What has brought us to this unseemly pass? Many of the decisions of the Supreme Court and the High Courts on the status of complaints and duty of registration of complaints go unnoticed. Dealing with section 154(1) of Cr.P.C. the Supreme Court said in Mohd Yousuff (2006) that registration of FIR involves only the process of entering the substance of information and in Ramesh Kumari (2006) it pointed out that genuineness or credibility of the information is not a condition precedent for registration of a case. In Lallan Choudhary (2006), the Court again said that when a complaint of cognizable offence is made, the police has not option but to register the case. In Upkar Singh(2004), the Court had earlier clarified that while registration of two complaints from the same party on the same occurrence could be bad as making possible improvements and deviation from truths, registration of complaint and counter complaint from rival parties relating to the same incident is not barred, it they would lead to unraveling the truth. In All India Institute of Medical Sciences Employees Union case (1996) and in Aleque Padamsee (2007) the Court has explained the modalities to be adopted as set out in Section 190 read with Section 200 of the Code of Criminal Procedure when the police officials fail to register FIR.

Alongside these pronouncements, see how the courts are approaching the position of a trespasser and what relief he could get in civil courts. As early as 1961, Justice Veerasamy (as he then was) said in Alagi Alamelu Achi that a trespasser in possession cannot be protected by an order of injunction. In 1991, Justice P.S.Mishra (as he then was) said, in the context of a government initative to remove the hutments that had come up along the seashore that even a trespasser is entitled to protection under Article 226 of the Constitution. In 2004, a 3 member Bench of the Supreme Court said that a trespasser in “settled possession” is entitled to protection until evicted by due process of law. You will notice that different branches of law, the police understanding and public perception of what the law is, are pulling in different directions. Perspicuity, an essential attribute of law, is lacking in the present scenario. The High Court has in a recent case, appointed a committee consisting of high ranking police officials to go into these problems of coping with civil disputes through the instrument of police machinery. The report and the court’s decision on the issues would be most significant. Who is a trespasser? What is settled possession? What are Court’s powers? When can police intervene and what is the scope of investigation? Circulate your own views on this subject and sharpen your ears to listen.
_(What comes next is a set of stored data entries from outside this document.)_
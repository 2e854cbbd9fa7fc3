use std::{
    fs::File,
    io::{BufWriter, Seek, SeekFrom, Write},
    path::Path,
};

use pcd_core::{
    error::{Error, Result},
    header::Header,
    pointcloud::{
        codec::encode_into,
        point::{BoundingVolume, Point},
        record::PointRecord,
    },
};

/// Writes a LAS stream: the header goes out on creation, each record is
/// encoded as it is appended, and `finalize` rewrites the header with the
/// real counts and extent.
pub struct LasPointWriter<W: Write + Seek> {
    sink: W,
    header: Header,
    start: u64,
    point_count: u64,
    point_count_by_return: [u64; 15],
    bounds: BoundingVolume,
    // extent the caller's header claimed, checked against the written points
    declared_bounds: BoundingVolume,
    closed: bool,
}

impl LasPointWriter<BufWriter<File>> {
    pub fn from_path<P: AsRef<Path>>(path: P, header: Header) -> Result<Self> {
        let file = File::create(path)?;
        Self::new(BufWriter::new(file), header)
    }
}

impl<W: Write + Seek> LasPointWriter<W> {
    pub fn new(mut sink: W, mut header: Header) -> Result<Self> {
        header.point_count = 0;
        header.point_count_by_return = [0; 15];
        let declared_bounds = std::mem::replace(&mut header.bounding_volume, BoundingVolume::empty());
        let start = sink.stream_position()?;
        header.write_to(&mut sink)?;
        Ok(Self {
            sink,
            header,
            start,
            point_count: 0,
            point_count_by_return: [0; 15],
            bounds: BoundingVolume::empty(),
            declared_bounds,
            closed: false,
        })
    }

    pub fn header(&self) -> &Header {
        &self.header
    }

    /// Records appended so far.
    pub fn len(&self) -> u64 {
        self.point_count
    }

    pub fn is_empty(&self) -> bool {
        self.point_count == 0
    }

    pub fn append(&mut self, record: &PointRecord) -> Result<()> {
        if self.closed {
            return Err(Error::StreamClosed);
        }
        let version = self.header.version;
        if !version.has_large_counts() && self.point_count >= u32::MAX as u64 {
            return Err(Error::TooManyPoints {
                count: self.point_count + 1,
                version,
            });
        }
        encode_into(record, self.header.layout(), &mut self.sink)?;

        self.point_count += 1;
        if (1..=15).contains(&record.return_number) {
            self.point_count_by_return[record.return_number as usize - 1] += 1;
        }
        self.bounds.extend(&self.header.to_point(record));
        Ok(())
    }

    /// Quantizes a real-world point with the header's scale and offset and
    /// appends it with the other attributes of `template`.
    pub fn write_point(&mut self, point: &Point, template: &PointRecord) -> Result<()> {
        if self.closed {
            return Err(Error::StreamClosed);
        }
        let [x, y, z] = self.header.quantize(point)?;
        let record = PointRecord {
            x,
            y,
            z,
            ..template.clone()
        };
        self.append(&record)
    }

    pub fn finalize(&mut self) -> Result<()> {
        if self.closed {
            return Err(Error::StreamClosed);
        }
        self.closed = true;

        let declared = self.declared_bounds;
        if !declared.is_empty()
            && !self.bounds.is_empty()
            && !(declared.contains(&Point::from(self.bounds.min))
                && declared.contains(&Point::from(self.bounds.max)))
        {
            log::warn!(
                "points extend past the declared extent {:?} - {:?}; writing {:?} - {:?}",
                declared.min,
                declared.max,
                self.bounds.min,
                self.bounds.max
            );
        }
        self.header.point_count = self.point_count;
        self.header.point_count_by_return = self.point_count_by_return;
        self.header.bounding_volume = self.bounds;

        let end = self.sink.stream_position()?;
        self.sink.seek(SeekFrom::Start(self.start))?;
        self.header.write_to(&mut self.sink)?;
        self.sink.seek(SeekFrom::Start(end))?;
        self.sink.flush()?;

        log::info!(
            "wrote {} points, extent {:?} - {:?}",
            self.point_count,
            self.bounds.min,
            self.bounds.max
        );
        Ok(())
    }

    /// Finalizes the stream if that has not happened yet and returns the sink.
    pub fn into_inner(mut self) -> Result<W> {
        if !self.closed {
            self.finalize()?;
        }
        Ok(self.sink)
    }
}

#[cfg(test)]
mod tests {
    use std::io::Cursor;

    use byteorder::{ByteOrder, LittleEndian};
    use pcd_core::{
        header::Version,
        pointcloud::{codec::decode, layout::RecordLayout, record::Color},
    };

    use super::*;

    fn header() -> Header {
        let mut header = Header::new(Version::new(1, 2), RecordLayout::new(2).unwrap()).unwrap();
        header.scale = [0.001; 3];
        header.offset = [1_000.0, 2_000.0, 0.0];
        header
    }

    fn record(x: i32, y: i32, z: i32, return_number: u8) -> PointRecord {
        PointRecord {
            x,
            y,
            z,
            return_number,
            return_count: 2,
            color: Some(Color::new(1, 2, 3)),
            ..Default::default()
        }
    }

    #[test]
    fn test_finalize_updates_header() {
        let records = [
            record(0, 0, 0, 1),
            record(-5_000, 10_000, 2_500, 1),
            record(7_000, -3_000, -100, 2),
        ];
        let mut writer = LasPointWriter::new(Cursor::new(Vec::new()), header()).unwrap();
        for r in &records {
            writer.append(r).unwrap();
        }
        assert_eq!(writer.len(), 3);
        let bytes = writer.into_inner().unwrap().into_inner();

        let header = Header::read_from(bytes.as_slice()).unwrap();
        assert_eq!(header.point_count, 3);
        assert_eq!(&header.point_count_by_return[..3], &[2, 1, 0]);
        assert_eq!(header.bounding_volume.min, [995.0, 1_997.0, -0.1]);
        assert_eq!(header.bounding_volume.max, [1_007.0, 2_010.0, 2.5]);

        let width = header.layout().total_width() as usize;
        let data = &bytes[header.offset_to_point_data() as usize..];
        assert_eq!(data.len(), 3 * width);
        for (chunk, expected) in data.chunks(width).zip(&records) {
            let decoded = decode(chunk, header.layout()).unwrap();
            assert_eq!(&decoded, expected);
            assert!(header.bounding_volume.contains(&header.to_point(&decoded)));
        }
    }

    #[test]
    fn test_declared_extent_is_replaced() {
        let mut declared = header();
        declared.bounding_volume = BoundingVolume {
            min: [1_000.0, 2_000.0, 0.0],
            max: [1_001.0, 2_001.0, 1.0],
        };
        let mut writer = LasPointWriter::new(Cursor::new(Vec::new()), declared).unwrap();
        writer.append(&record(0, 0, 0, 1)).unwrap();
        writer.append(&record(5_000, 6_000, 7_000, 1)).unwrap();
        let bytes = writer.into_inner().unwrap().into_inner();

        let header = Header::read_from(bytes.as_slice()).unwrap();
        assert_eq!(header.bounding_volume.min, [1_000.0, 2_000.0, 0.0]);
        assert_eq!(header.bounding_volume.max, [1_005.0, 2_006.0, 7.0]);
        let width = header.layout().total_width() as usize;
        for chunk in bytes[header.offset_to_point_data() as usize..].chunks(width) {
            let point = header.to_point(&decode(chunk, header.layout()).unwrap());
            assert!(header.bounding_volume.contains(&point));
        }
    }

    #[test]
    fn test_closed_stream() {
        let mut writer = LasPointWriter::new(Cursor::new(Vec::new()), header()).unwrap();
        writer.append(&record(1, 1, 1, 1)).unwrap();
        writer.finalize().unwrap();
        assert!(matches!(writer.append(&record(1, 1, 1, 1)), Err(Error::StreamClosed)));
        assert!(matches!(writer.finalize(), Err(Error::StreamClosed)));
        assert!(matches!(
            writer.write_point(&Point::new(1.0, 2.0, 3.0), &record(0, 0, 0, 1)),
            Err(Error::StreamClosed)
        ));

        let bytes = writer.into_inner().unwrap().into_inner();
        assert_eq!(LittleEndian::read_u32(&bytes[107..111]), 1);
    }

    #[test]
    fn test_invalid_record_is_not_written() {
        let mut writer = LasPointWriter::new(Cursor::new(Vec::new()), header()).unwrap();
        let missing_color = PointRecord::default();
        assert!(matches!(
            writer.append(&missing_color),
            Err(Error::FieldOutOfRange { field: "color", .. })
        ));
        writer.append(&record(3, 3, 3, 1)).unwrap();
        let bytes = writer.into_inner().unwrap().into_inner();
        let header = Header::read_from(bytes.as_slice()).unwrap();
        assert_eq!(header.point_count, 1);
        assert_eq!(
            bytes.len() as u64,
            header.offset_to_point_data() + header.layout().total_width() as u64
        );
    }

    #[test]
    fn test_write_point_quantizes() {
        let mut writer = LasPointWriter::new(Cursor::new(Vec::new()), header()).unwrap();
        writer
            .write_point(&Point::new(1_001.2346, 1_999.5, 12.0), &record(0, 0, 0, 1))
            .unwrap();
        assert!(matches!(
            writer.write_point(&Point::new(1e9, 0.0, 0.0), &record(0, 0, 0, 1)),
            Err(Error::FieldOutOfRange { field: "x", .. })
        ));
        let bytes = writer.into_inner().unwrap().into_inner();
        let header = Header::read_from(bytes.as_slice()).unwrap();
        let offset = header.offset_to_point_data() as usize;
        let decoded = decode(&bytes[offset..], header.layout()).unwrap();
        assert_eq!((decoded.x, decoded.y, decoded.z), (1_235, -500, 12_000));
        assert_eq!(decoded.color, Some(Color::new(1, 2, 3)));
    }

    #[test]
    fn test_empty_stream() {
        let writer = LasPointWriter::new(Cursor::new(Vec::new()), header()).unwrap();
        let bytes = writer.into_inner().unwrap().into_inner();
        let header = Header::read_from(bytes.as_slice()).unwrap();
        assert_eq!(header.point_count, 0);
        assert!(header.bounding_volume.is_empty());
        assert_eq!(bytes.len() as u64, header.offset_to_point_data());
    }

    #[test]
    fn test_from_path() {
        let dir = tempfile::tempdir().unwrap();
        let path = dir.path().join("out.las");
        let mut writer = LasPointWriter::from_path(&path, header()).unwrap();
        writer.append(&record(1, 2, 3, 1)).unwrap();
        writer.finalize().unwrap();
        drop(writer);
        let bytes = std::fs::read(&path).unwrap();
        assert_eq!(Header::read_from(bytes.as_slice()).unwrap().point_count, 1);
    }
}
It is wise not to be distracted by side stories that have germinated from this case.

Thursday, July 17, 2008

Share your thought for a new legislation

A popular English daily lists out several strange laws legislated in efforts to maintain law and order in diverse legal regimes across the world. They range from legislation that makes illegal for chicken to lay eggs on Sundays to legislation that require the permission of a husband by a wife to wear dentures. The constant refrain has always been that there are a lot more laws than necessary. A country that is regulated by rule of law is not necessarily a country that has enormous laws. The efficacy of enforcement mechanism alone makes the difference. We have laws to prevent crimes; we have laws to punish practitioners of untouchability; there are laws that protect women and children. All of them have not guaranteed a crime free society. They have not effaced the scourge of untouchability. Our women cannot still walk on the roads in hours of darkness without fear. Our children do not lead lives of frolic. Many of them slave under hard labour and are the breadwinners for their families even if they get but just a slice of bread to bite into.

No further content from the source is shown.